II. Diversity of Underwater-Mateable Connectors

Underwater-mateable connectors, also known as “wet-mate connectors”, have been around since the 1960’s. In that time they have ranged from the most inexpensive rubber molded electrical wet-mates to the state-of-the-art optical wet-mate products. This has resulted in a huge range in the type of products available and a large number of suppliers providing choice. We can categorize the current diversity into generic groups of underwater-mateable products. All of these products (listed in approximate order of increasing unit cost) have been extensively qualified and tested and are in operational use:

A. Miniature Rubber Molded Electrical Wet-Mate Connectors

These are molded, typically in Neoprene or Hypalon, in a number of different configurations such as the MICRO WET CONTM or the ALL WETTM flat series. They can be capable of high pressures and are typically rated up to 300 Volts. They are small in size and low in cost. These products can be inexpensively molded onto jacketed cables and are easy to use in the field. The materials of construction limit temperature ratings.

B. Rubber Molded Electrical Wet-Mate Connectors

Similarly molded, typically of Neoprene or Hypalon, in a number of different configurations such as the WET CONTM or the ALL WETTM connectors. They can be capable of high pressures and are typically rated up to 600 Volts. They are small in size and low in cost. The products can also be inexpensively molded onto jacketed cables and are easy to use in the field. The materials of construction limit temperature ratings.

C. Metal Shell Electrical Wet-Mate Connectors

By molding a rubber connector into a metal body, greater strength and stability are added to the product along with positive and stronger keying and locking. The connector, such as the U-Mate, is now more robust and able to withstand more abusive environments. They can be capable of high pressures and are typically rated to 600 Volts. They are small in size and low in cost.

D. Pressure Balanced Electrical Co-Axial Wet-Mate Connectors

This style of connector is typically an oil-filled and pressure balanced metal shell assembly incorporating redundant sealing barriers to the environment. The term coaxial derives from the fact that the electrical contacts are coaxial metal bands, sharing a common axis. A principal advantage of this is that these connectors do not need to be keyed. As an example the CM100 series of connectors are available in 2-pin 50Ω or 75Ω impedance-matched versions or multi-pin non-impedance-matched versions. Both types are rated up to 600 Volts. These are generally physically larger and more expensive than the standard metal shell electrical connectors, but by design and experience they are inherently more robust.
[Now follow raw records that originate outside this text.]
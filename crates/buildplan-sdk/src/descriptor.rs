//! Static build descriptor.
//!
//! The descriptor is the author-provided half of a build configuration:
//! application identity, the minimum SDK, applied plugins, language
//! compatibility, the pinned NDK and the signing decision of every variant.
//! It is usually loaded from a `buildplan.toml` document.
//!
//! ## Example Document
//!
//! ```toml
//! application_id = "com.example.aura"
//! min_sdk = 23
//! ndk_version = "27.0.12077973"
//! source_root = "../.."
//!
//! [compatibility]
//! source = "11"
//! target = "11"
//! jvm_target = "11"
//!
//! [[plugins]]
//! id = "com.android.application"
//!
//! [[plugins]]
//! id = "com.google.gms.google-services"
//!
//! [signing.profiles.upload]
//! store_file = "keystores/upload.jks"
//! store_password_env = "UPLOAD_STORE_PASSWORD"
//! key_alias = "upload"
//! key_password_env = "UPLOAD_KEY_PASSWORD"
//!
//! [variants.debug]
//! signing = "default"
//! application_id_suffix = ".debug"
//!
//! [variants.release]
//! signing = "upload"
//! minify = true
//! ```

use crate::plugins::PluginDecl;
use crate::signing::{SigningProfiles, SigningReference};
use crate::types::{ConfigError, LanguageLevel, Violation};
use serde::{Deserialize, Serialize};
use std::collections::{BTreeMap, BTreeSet};

/// The static, author-provided build configuration.
///
/// Descriptors loaded through [`Descriptor::from_toml_str`] are validated
/// before they are returned. Descriptors built in code can be checked with
/// [`Descriptor::validate`]; [`crate::resolve`] validates again on every call.
///
/// Required keys default to empty values when absent so that a missing key
/// is reported by [`Descriptor::violations`] together with every other
/// problem instead of failing the parse.
#[derive(Debug, Clone, PartialEq, Eq, Serialize, Deserialize)]
#[serde(deny_unknown_fields)]
pub struct Descriptor {
    /// Reverse-domain application id, e.g. `com.example.aura`.
    #[serde(default)]
    pub application_id: String,

    /// Code namespace. Defaults to the application id.
    #[serde(default, skip_serializing_if = "Option::is_none")]
    pub namespace: Option<String>,

    /// Lowest platform version the app installs on.
    #[serde(default)]
    pub min_sdk: u32,

    /// Exact NDK version, e.g. `27.0.12077973`.
    #[serde(default)]
    pub ndk_version: String,

    /// Path of the application sources handed to the orchestrator.
    #[serde(default, skip_serializing_if = "Option::is_none")]
    pub source_root: Option<String>,

    /// Java/Kotlin compatibility levels.
    #[serde(default)]
    pub compatibility: CompatibilityOptions,

    /// Applied plugins, in declaration order.
    #[serde(default)]
    pub plugins: Vec<PluginDecl>,

    /// Configured signing profiles.
    #[serde(default)]
    pub signing: SigningProfiles,

    /// Declared variants, keyed by name.
    #[serde(default)]
    pub variants: BTreeMap<String, VariantConfig>,
}

/// Source, target and Kotlin JVM compatibility levels.
///
/// Values are kept as written so validation can report unsupported levels
/// next to every other violation instead of failing the parse.
#[derive(Debug, Clone, Default, PartialEq, Eq, Serialize, Deserialize)]
#[serde(deny_unknown_fields)]
pub struct CompatibilityOptions {
    /// `sourceCompatibility`.
    #[serde(default)]
    pub source: String,
    /// `targetCompatibility`. Must match `source`.
    #[serde(default)]
    pub target: String,
    /// Kotlin `jvmTarget`. Must match `source` when set.
    #[serde(default, skip_serializing_if = "Option::is_none")]
    pub jvm_target: Option<String>,
}

impl CompatibilityOptions {
    /// Uses one level for source, target and JVM target.
    pub fn uniform(level: LanguageLevel) -> Self {
        Self {
            source: level.as_str().to_string(),
            target: level.as_str().to_string(),
            jvm_target: Some(level.as_str().to_string()),
        }
    }

    /// Returns the shared language level.
    ///
    /// # Errors
    ///
    /// [`ConfigError::InvalidDescriptor`] if `source` is not a supported level.
    pub fn level(&self) -> Result<LanguageLevel, ConfigError> {
        self.source
            .parse()
            .map_err(|e: String| ConfigError::invalid("compatibility.source", e))
    }

    fn violations(&self, out: &mut Vec<Violation>) {
        let source = parse_level("compatibility.source", &self.source, out);
        let target = parse_level("compatibility.target", &self.target, out);
        let jvm_target = self
            .jvm_target
            .as_deref()
            .and_then(|value| parse_level("compatibility.jvm_target", value, out));

        let Some(source) = source else {
            return;
        };
        for (field, level) in [
            ("compatibility.target", target),
            ("compatibility.jvm_target", jvm_target),
        ] {
            if let Some(level) = level
                && level != source
            {
                out.push(Violation::new(
                    field,
                    format!("must match compatibility.source ({source}), found {level}"),
                ));
            }
        }
    }
}

fn parse_level(field: &str, value: &str, out: &mut Vec<Violation>) -> Option<LanguageLevel> {
    if value.trim().is_empty() {
        out.push(Violation::new(field, "is required"));
        return None;
    }
    match value.parse() {
        Ok(level) => Some(level),
        Err(message) => {
            out.push(Violation::new(field, message));
            None
        }
    }
}

/// Per-variant build type settings.
#[derive(Debug, Clone, PartialEq, Eq, Serialize, Deserialize)]
#[serde(deny_unknown_fields)]
pub struct VariantConfig {
    /// Signing decision. Required: use `"default"` for the ephemeral profile.
    pub signing: SigningReference,

    /// Whether the artifact is debuggable. Defaults to `true` for a variant
    /// named `debug` and `false` otherwise.
    #[serde(default, skip_serializing_if = "Option::is_none")]
    pub debuggable: Option<bool>,

    /// Whether code shrinking is enabled.
    #[serde(default)]
    pub minify: bool,

    /// Appended to the application id, e.g. `.debug`.
    #[serde(default, skip_serializing_if = "Option::is_none")]
    pub application_id_suffix: Option<String>,

    /// Appended to the version name, e.g. `-beta`.
    #[serde(default, skip_serializing_if = "Option::is_none")]
    pub version_name_suffix: Option<String>,
}

impl VariantConfig {
    /// A variant with the given signing decision and no other overrides.
    pub fn signed_with(signing: impl Into<SigningReference>) -> Self {
        Self {
            signing: signing.into(),
            debuggable: None,
            minify: false,
            application_id_suffix: None,
            version_name_suffix: None,
        }
    }

    /// Returns whether the variant called `name` produces a debuggable artifact.
    pub fn is_debuggable(&self, name: &str) -> bool {
        self.debuggable.unwrap_or(name == "debug")
    }
}

impl Descriptor {
    /// Parses and validates a descriptor document.
    ///
    /// # Errors
    ///
    /// * [`ConfigError::Parse`] - the document is not valid TOML, has unknown keys
    ///   or a variant without a `signing` key
    /// * [`ConfigError::InvalidDescriptor`] - missing required keys and every
    ///   other broken invariant, reported together
    pub fn from_toml_str(contents: &str) -> Result<Self, ConfigError> {
        let descriptor: Descriptor = toml::from_str(contents)?;
        descriptor.validate()?;
        Ok(descriptor)
    }

    /// Returns a minimal descriptor for `application_id` with `debug` and
    /// `release` variants, both signed with the default profile.
    ///
    /// Resolving the starter `release` variant logs a warning until it is
    /// pointed at a named profile.
    pub fn starter(application_id: impl Into<String>) -> Self {
        let variants = ["debug", "release"]
            .into_iter()
            .map(|name| (name.to_string(), VariantConfig::signed_with(SigningReference::Default)))
            .collect();

        Self {
            application_id: application_id.into(),
            namespace: None,
            min_sdk: 23,
            ndk_version: "27.0.12077973".to_string(),
            source_root: None,
            compatibility: CompatibilityOptions::uniform(LanguageLevel::Java11),
            plugins: vec![
                PluginDecl::new("com.android.application"),
                PluginDecl::new("kotlin-android"),
            ],
            signing: SigningProfiles::default(),
            variants,
        }
    }

    /// Returns the code namespace, falling back to the application id.
    pub fn namespace(&self) -> &str {
        self.namespace.as_deref().unwrap_or(&self.application_id)
    }

    /// Returns the declared variant names in sorted order.
    pub fn variant_names(&self) -> Vec<String> {
        self.variants.keys().cloned().collect()
    }

    /// Checks every structural invariant.
    ///
    /// # Errors
    ///
    /// [`ConfigError::InvalidDescriptor`] carrying every violation found.
    pub fn validate(&self) -> Result<(), ConfigError> {
        let violations = self.violations();
        if violations.is_empty() {
            Ok(())
        } else {
            Err(ConfigError::InvalidDescriptor { violations })
        }
    }

    /// Collects every structural violation without stopping at the first.
    pub fn violations(&self) -> Vec<Violation> {
        let mut out = Vec::new();

        if self.application_id.trim().is_empty() {
            out.push(Violation::new("application_id", "is required and must not be empty"));
        } else if let Err(message) = check_identifier(&self.application_id, 2) {
            out.push(Violation::new("application_id", message));
        }

        if let Some(namespace) = &self.namespace
            && let Err(message) = check_identifier(namespace, 2)
        {
            out.push(Violation::new("namespace", message));
        }

        if self.min_sdk == 0 {
            out.push(Violation::new("min_sdk", "must be greater than zero"));
        }

        let mut seen = BTreeSet::new();
        for (index, plugin) in self.plugins.iter().enumerate() {
            let field = format!("plugins[{index}].id");
            if plugin.id.trim().is_empty() {
                out.push(Violation::new(field, "must not be empty"));
                continue;
            }
            if !seen.insert(plugin.id.as_str()) {
                let message = format!("plugin '{}' is declared twice", plugin.id);
                out.push(Violation::new(field, message));
                continue;
            }
            if let Some(floor) = plugin.effective_floor()
                && self.min_sdk > 0
                && floor > self.min_sdk
            {
                out.push(Violation::new(
                    "min_sdk",
                    format!(
                        "plugin '{}' requires min_sdk >= {floor}, found {}",
                        plugin.id, self.min_sdk
                    ),
                ));
            }
        }

        self.compatibility.violations(&mut out);

        if let Err(message) = check_pinned_version(&self.ndk_version) {
            out.push(Violation::new("ndk_version", message));
        }

        self.signing.violations(&mut out);

        if self.variants.is_empty() {
            out.push(Violation::new("variants", "at least one variant must be declared"));
        }
        for (name, variant) in &self.variants {
            let field = format!("variants.{name}");
            if name.trim().is_empty() || name.chars().any(char::is_whitespace) {
                out.push(Violation::new(
                    field.clone(),
                    "variant name must be non-empty and contain no whitespace",
                ));
            }
            if variant.signing.profile_name().trim().is_empty() {
                out.push(Violation::new(
                    format!("{field}.signing"),
                    "must name a signing profile; use \"default\" for the debug keystore",
                ));
            }
            if let Some(suffix) = &variant.application_id_suffix {
                let check = suffix
                    .strip_prefix('.')
                    .ok_or_else(|| "must start with '.'".to_string())
                    .and_then(|rest| check_identifier(rest, 1));
                if let Err(message) = check {
                    out.push(Violation::new(format!("{field}.application_id_suffix"), message));
                }
            }
            if variant
                .version_name_suffix
                .as_deref()
                .is_some_and(|suffix| suffix.trim().is_empty())
            {
                out.push(Violation::new(
                    format!("{field}.version_name_suffix"),
                    "must not be blank when set",
                ));
            }
        }

        out
    }
}

/// Checks a dot-separated identifier such as `com.example.app`.
fn check_identifier(value: &str, min_segments: usize) -> Result<(), String> {
    let segments: Vec<&str> = value.split('.').collect();
    if segments.len() < min_segments {
        return Err(format!(
            "'{value}' must have at least {min_segments} dot-separated segments"
        ));
    }
    for segment in segments {
        let mut chars = segment.chars();
        match chars.next() {
            None => return Err(format!("'{value}' contains an empty segment")),
            Some(first) if !first.is_ascii_alphabetic() => {
                return Err(format!(
                    "segment '{segment}' of '{value}' must start with a letter"
                ));
            }
            Some(_) => {}
        }
        if !chars.all(|c| c.is_ascii_alphanumeric() || c == '_') {
            return Err(format!(
                "segment '{segment}' of '{value}' may only contain letters, digits and '_'"
            ));
        }
    }
    Ok(())
}

/// Checks that a toolchain version is an exact dotted numeric version.
fn check_pinned_version(value: &str) -> Result<(), String> {
    if value.trim().is_empty() {
        return Err("is required".to_string());
    }
    let exact = !value.is_empty()
        && value
            .split('.')
            .all(|part| !part.is_empty() && part.chars().all(|c| c.is_ascii_digit()));
    if exact {
        Ok(())
    } else {
        Err(format!(
            "'{value}' must be pinned to an exact version such as 27.0.12077973"
        ))
    }
}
E. Pressure Balanced Electrical Wet-Mate Connectors

This style of connector is also typically an oil-filled and pressure balanced metal shell assembly incorporating redundant sealing barriers to the environment. As an example, the CM2000 series of connectors have full redundant (dual) seals at all water ingress points. They are available as multi-pin connectors in various contact sizes of voltages up to 3,300 Volts AC and currents of 10 Amps, 30 Amps, 60 Amps and 100 Amps. These are also physically larger and more expensive than the standard metal shell electrical wet-mate connectors, but by design and experience they are also inherently more robust. These are the electrical connectors most suitable for extremely deepwater, remote and critical, long-term applications.

F. Pressure Balanced Optical Wet-Mate Connectors

These connectors are typically a metal shell assembly incorporating single sealing barriers to the environment. Examples are the Photon and S-Series connectors, that offer a relatively low cost and small size optical underwater-mateable connector. The optical coupling takes place in an oil-filled area and the connector can maintain optical insertion loss of better than –1dB and optical back-reflection of better than –25dB.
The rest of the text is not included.